La más profunda transformación de la Glorieta se efectuó en 1927, época de las grandes reformas urbanas de Valencia, siendo alcalde el señor Luis Oliag, el Ayuntamiento acuerda llevar a cabo una total modificación del paseo; en unos meses desaparecieron las rejas, la mayor parte de los edificios allí existentes y muchos de los más antiguos y corpulentos árboles.

A partir de semillas, La Glorieta queda reducida a la extensión que aproximadamente tiene hoy, con algunos monumentos dedicados a personajes valencianos destacados como el del Doctor Gómez Ferrer, obra de Mampostería, con los niños a sus pies, que son de Luis Bolinche; el busto dedicado al pintor Francisco Domingo Marqués, en  bronce, de Mariano Benlliure, que estuvo antes en las Alameditas de Serranos, y los de los pintores Muñoz Degrian y Joaquín Agrasot, ambos obra del escultor Francisco Maroc y Díaz-Pintado, el primero coronando un banco de planta y perfiles curvos; el segundo bronce, como lo fue también el primitivo del sainetero Eduardo Escalante, obra de Mariano Benlliure, que robada su cabeza, fue sustituida por una de mármol, obra del mismo Marco, situando este monumento a Escalante en un jardín del Cabañal, quedando reseñado allí.

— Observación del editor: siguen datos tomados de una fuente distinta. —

impl<N: SearchNode> PathFinderBuilder<N> {
    /// Creates a new builder starting from the given node.
    pub fn new(start: N) -> Self {
        PathFinderBuilder {
            start,
            arity: DEFAULT_ARITY,
            max_cost: None,
            max_nodes: None,
        }
    }

    /// Sets the branching factor of the open-set heap.
    pub fn arity(mut self, arity: usize) -> Self {
        self.arity = arity;
        self
    }

    /// Sets the maximum path cost to explore.
    pub fn max_cost(mut self, cost: N::Cost) -> Self {
        self.max_cost = Some(cost);
        self
    }

    /// Sets the maximum number of nodes to expand.
    pub fn max_nodes(mut self, count: usize) -> Self {
        self.max_nodes = Some(count);
        self
    }

    /// Runs Dijkstra's algorithm with the configured settings.
    ///
    /// # Errors
    /// Returns [`HeapError::InvalidArity`] if the configured arity is below 2.
    pub fn dijkstra(self) -> Result<Option<(Vec<N>, N::Cost)>, HeapError> {
        self.search_with_heuristic(|_| N::Cost::default())
    }

    /// Runs A* search with the configured settings.
    ///
    /// # Errors
    /// Returns [`HeapError::InvalidArity`] if the configured arity is below 2.
    pub fn astar(self) -> Result<Option<(Vec<N>, N::Cost)>, HeapError>
    where
        N: AStarNode,
    {
        self.search_with_heuristic(|n| n.heuristic())
    }

    fn search_with_heuristic(
        self,
        heuristic: impl Fn(&N) -> N::Cost,
    ) -> Result<Option<(Vec<N>, N::Cost)>, HeapError> {
        let mut frontier = Frontier::new(self.arity, &self.start, heuristic(&self.start))?;
        let mut expanded = 0usize;

        while let Some((current, current_g)) = frontier.next() {
            if let Some(max) = self.max_nodes {
                if expanded >= max {
                    return Ok(None);
                }
            }
            expanded += 1;

            if let Some(max) = self.max_cost {
                if current_g > max {
                    continue;
                }
            }

            if frontier.node(current).is_goal() {
                return Ok(Some((frontier.reconstruct_path(current), current_g)));
            }

            let successors = frontier.node(current).successors();
            for (neighbor, edge_cost) in successors {
                let tentative_g = current_g + edge_cost;
                if let Some(max) = self.max_cost {
                    if tentative_g > max {
                        continue;
                    }
                }
                let h = heuristic(&neighbor);
                frontier.relax(current, neighbor, tentative_g, h)?;
            }
        }

        Ok(None)
    }
}

/// Returns all nodes reachable from `start` within `max_cost`, in the order
/// they were settled, each with its shortest distance.
///
/// # Errors
/// Returns [`HeapError::InvalidArity`] if `arity < 2`.
pub fn reachable_within<N: SearchNode>(
    start: &N,
    max_cost: N::Cost,
    arity: usize,
) -> Result<Vec<(N, N::Cost)>, HeapError> {
    let mut result = Vec::new();
    let mut frontier = Frontier::new(arity, start, N::Cost::default())?;

    while let Some((current, current_g)) = frontier.next() {
        if current_g > max_cost {
            continue;
        }
        let current_node = frontier.node(current).clone();

        for (neighbor, edge_cost) in current_node.successors() {
            let tentative_g = current_g + edge_cost;
            if tentative_g > max_cost {
                continue;
            }
            frontier.relax(current, neighbor, tentative_g, N::Cost::default())?;
        }

        result.push((current_node, current_g));
    }

    Ok(result)
}

/// A directed weighted edge.
#[derive(Debug, Clone, PartialEq, Eq)]
pub struct Edge<V, C> {
    /// Tail vertex
    pub from: V,
    /// Head vertex
    pub to: V,
    /// Non-negative traversal cost
    pub weight: C,
}

/// An explicit directed graph given as vertex and edge lists.
#[derive(Debug, Clone)]
pub struct Graph<V, C> {
    /// Every vertex, including isolated ones
    pub vertices: Vec<V>,
    /// Directed edges; parallel edges and self-loops are allowed
    pub edges: Vec<Edge<V, C>>,
}

impl<V, C> Graph<V, C> {
    /// Creates a graph with no vertices and no edges.
    pub fn new() -> Self {
        Graph {
            vertices: Vec::new(),
            edges: Vec::new(),
        }
    }

    /// Adds a directed edge, registering unseen endpoints as vertices.
    pub fn add_edge(&mut self, from: V, to: V, weight: C)
    where
        V: PartialEq + Clone,
    {
        for v in [&from, &to] {
            if !self.vertices.contains(v) {
                self.vertices.push(v.clone());
            }
        }
        self.edges.push(Edge { from, to, weight });
    }
}

impl<V, C> Default for Graph<V, C> {
    fn default() -> Self {
        Self::new()
    }
}

/// Single-source shortest path tree produced by [`shortest_paths`].
///
/// Unreachable vertices have no distance and no predecessor.
#[derive(Debug, Clone)]
pub struct ShortestPaths<V, C> {
    /// Vertex the tree is rooted at
    pub source: V,
    /// Shortest distance to each reached vertex
    pub distances: FxHashMap<V, C>,
    /// Previous hop on the shortest route; absent for the source
    pub predecessors: FxHashMap<V, V>,
}

impl<V: Hash + Eq + Clone, C> ShortestPaths<V, C> {
    /// Returns the shortest distance to `target`, if reachable.
    pub fn distance(&self, target: &V) -> Option<&C> {
        self.distances.get(target)
    }

    /// Rebuilds the route from the source to `target`, both inclusive.
    pub fn path_to(&self, target: &V) -> Option<Vec<V>> {
        if !self.distances.contains_key(target) {
            return None;
        }
        let mut path = vec![target.clone()];
        let mut current = target;
        while let Some(prev) = self.predecessors.get(current) {
            path.push(prev.clone());
            current = prev;
        }
        path.reverse();
        Some(path)
    }
}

Inmediatos a este jardín e integrados en cierta medida a él están la rotonda ajardinada de la plaza circular del Marqués de Estella, y en su centro, el monumento a los caídos, construido en 1946 durante la alcaldía de Juan Antonio Gómez Trenor, conde de Trenor, que es reproducción casi exacta y similar escala de la puerta del Real, construido en 1801, perteneciendo a la muralla de la ciudad y derribada en 1867 con ella, a la bajada del puente del mismo nombre y enhebrando la actual plaza de Tetuán, consta de tres vanos el central de medio punto, abiertos en una construcción de reproducidos de los de la puerta antigua (que se conservaban en el claustro del Carmen) y un escudo de valencia de remate central.

El vano principal alberga una cruz de piedra a la que se accede por un camino radial de la rotonda ajardinada.

Asimismo, por su inmediata proximidad, junto al arranque de la calle de Colon, debe señalarse aquí la presencia, en un pequeño espacio ajardinado, entre dicha calle y el Palacio de Justicia, antigua aduana de Carlos III, del monumento al pintor Ignacio Pinazo Martínez a la frente del alto pedestal una cartela contiene la dedicatoria "al pintor Pinazo" y fue inaugurado en 1949 ( hubo otro monumento al pintor Ignacio Pinazo Camarlench, obra del escultor Vicente Navarro Romero, difunto en 1978, situado en el jardincillo de la calle de Caballeros, contiguo a la Generalidad, sobre el solar que fue de la casa de la ciudad.

La figura del pintor, asentado sobre un cómodo banco de piedra, vestía una especia de túnica, todo de mármol blanco. Con ocasión de construir en el jardincillo un refugio antiaéreo -en "arte deco"-, en 1936, eliminose también el monumento que habíase inaugurado en 3 de febrero de 1919, con asistencia de Mariano Benlliure, director general de bellas artes entonces, y gran asistencia corporativa y popular).

En 1950 se colocaron en la glorieta un determinado número de antiguos faroles de gas con instalación de luz eléctrica fluorescente y se realizó la supresión de la calle central abierta y cerrada más de una vez, dando así mayor amplitud a la zona e niños posteriormente en restauración de la glorieta, conformándose según su morfología actual.